___ RECORDS SHOWN

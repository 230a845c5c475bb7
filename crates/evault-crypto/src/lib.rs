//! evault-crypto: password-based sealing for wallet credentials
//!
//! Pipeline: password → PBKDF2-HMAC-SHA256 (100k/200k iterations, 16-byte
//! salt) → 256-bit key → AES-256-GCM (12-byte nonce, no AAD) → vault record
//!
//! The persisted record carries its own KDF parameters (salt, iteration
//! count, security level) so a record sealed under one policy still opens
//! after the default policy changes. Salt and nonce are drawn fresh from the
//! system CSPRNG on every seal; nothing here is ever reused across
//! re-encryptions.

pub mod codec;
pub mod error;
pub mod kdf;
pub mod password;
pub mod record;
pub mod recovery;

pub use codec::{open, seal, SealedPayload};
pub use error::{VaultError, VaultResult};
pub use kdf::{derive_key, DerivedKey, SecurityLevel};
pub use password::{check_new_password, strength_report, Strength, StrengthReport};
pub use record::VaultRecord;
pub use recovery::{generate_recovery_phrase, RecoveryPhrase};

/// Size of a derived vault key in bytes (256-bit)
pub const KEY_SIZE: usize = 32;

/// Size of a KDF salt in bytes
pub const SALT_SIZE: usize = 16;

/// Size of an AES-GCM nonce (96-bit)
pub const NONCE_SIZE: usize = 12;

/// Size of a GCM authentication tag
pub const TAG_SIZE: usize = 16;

______

● **WHAT YOU HAVE TO DO**
Produce an exact copy of all the records.

● **TASK SOLUTION**
repository 230a845c5c475bb7
filename crates/evault-crypto/src/lib.rs
//! evault-crypto: password-based sealing for wallet credentials
//!
//! Pipeline: password → PBKDF2-HMAC-SHA256 (100k/200k iterations, 16-byte
//! salt) → 256-bit key → AES-256-GCM (12-byte nonce, no AAD) → vault record
//!
//! The persisted record carries its own KDF parameters (salt, iteration
//! count, security level) so a record sealed under one policy still opens
//! after the default policy changes. Salt and nonce are drawn fresh from the
//! system CSPRNG on every seal; nothing here is ever reused across
//! re-encryptions.

pub mod codec;
pub mod error;
pub mod kdf;
pub mod password;
pub mod record;
pub mod recovery;

pub use codec::{open, seal, SealedPayload};
pub use error::{VaultError, VaultResult};
pub use kdf::{derive_key, DerivedKey, SecurityLevel};
pub use password::{check_new_password, strength_report, Strength, StrengthReport};
pub use record::VaultRecord;
pub use recovery::{generate_recovery_phrase, RecoveryPhrase};

/// Size of a derived vault key in bytes (256-bit)
pub const KEY_SIZE: usize = 32;

/// Size of a KDF salt in bytes
pub const SALT_SIZE: usize = 16;

/// Size of an AES-GCM nonce (96-bit)
pub const NONCE_SIZE: usize = 12;

/// Size of a GCM authentication tag
pub const TAG_SIZE: usize = 16;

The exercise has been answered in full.